これはblogシステムの更新方法認識用情報をやりとりするRSD(Really Simple Discoverability)を使っているからなんだけど。少なくともMovableType 3.xをそのまま使用している人なら問題なく情報が認識される。お手軽。XML-RPC云々言わなくてオッケー。
(それはいいけど、また「RSD」とかくだらないわかりづらい略語考えたよな。一般には「反射性交感神経性萎縮症」の略だぜ? これ。「投稿窓口情報」とかわかりやすい名前つけなきゃ、すばらしいアイデアでもぜったい一般人にはわからんだろうよ。三文字略語がクールだとか思ってる人のセンスを疑う)
ただ、MovableTypeではパスワードとして指定するものはふだん管理画面にログインするために使っているものではなく、「Webサービスのパスワード」というもののほうのようだ。デフォルトでは無意味文字列になっているので、Live Writer導入前に設定しなおしておいたほうがよいだろう。ここらへん、なんでMTがこうなってるのかぼくは知らない。
それから、MTをShiftJISで運用しているとLive Writerからの投稿時にエラーが出ることがあると思う。PerlのXML::ParserがShiftJISのエンコードマップを持っていないとかなんとかいうエラー。
とりあえず、Live Writer側でUTF-8による送信をするように設定すれば問題なく投稿できるようになる(XML-RPCをUTF-8にするというだけなので特にこれで問題は起きないハズ)。
で、感動したのは画像のまじったエントリを投稿する際。
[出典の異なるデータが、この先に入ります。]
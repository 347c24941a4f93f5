//! graph-batch-core: concurrent multi-query BFS engine.
//!
//! A pure Rust library that holds an immutable adjacency list and answers
//! batches of breadth-first queries on a fixed-size pool of worker threads.
//! Each query yields its BFS visitation order (or, in the path variant, a
//! shortest edge-count route to every reachable node), and a batch returns
//! one mapping from start node to result once every query has finished.
//!
//! The traversal kernel is usable on its own for single queries.

mod config;
mod dispatch;
mod error;
mod graph;
mod traversal;

pub use config::{
    ChannelCapacity, DispatchConfig, ENV_CHANNEL_CAPACITY, ENV_WORKERS, MAX_WORKERS, MIN_WORKERS,
};
pub use dispatch::{
    distinct_queries, run_path_queries, run_queries, BatchReport, BatchResult, CancelToken,
    Dispatcher,
};
pub use error::{ConfigError, DispatchError, GraphError};
pub use graph::{Graph, NodeId, NodeKey};
pub use traversal::{
    bfs, bfs_paths, bfs_paths_until, distances, shortest_path, GoalSearch, PathTable,
};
blogシステム側が画像のXML-RPC経由アップロードに対応していない場合、FTPを使ってアップロードするしくみも備えている。これも一画面で適当にパスワードなどを打ち込むだけ。そこそこわかりやすい。
サーバ側アップロードパスを設定する部分は、リモートのディレクトリツリーをGUIで見ながら設定できる。ここらへん、FTPなのに軽快だし。ちょい前のWindowsのWebフォルダ(FTP)のようにもっさりとした感じはまったくない。
で、最終的に投稿したエントリはこんな感じ。よく見ると画像サムネイルにドロップシャドウが付いている。これもLive Writerがつけてくれたもの。えらい!(つけないことももちろん可能)
生成されるHTMLはこんな感じになっている。例によってpなのがぼくは気に入らないけど…まあいいんじゃない? 注目すべき点は、画像が
・個別のファイルごとにディレクトリを掘る
・その中に本体とサムネイルを置く
という構成になっていることかな。これ、自分勝手なようでよく考えられた仕様だと思う。
講評。
おすすめ。知り合いがblogをやる、と言ったら確実にこれを勧める。最近のマイクロソフト製品のなかでは久しぶりの佳作ですよ。次回バージョンアップでツールバーをリボン形式にしたら殺すけど…。
※追記
これ、カット&ペーストで画像貼り込める…。ステキ…。でも強制改行できねーから使わない(←どこの原理主義者がなんと言おうとこれは譲らない)。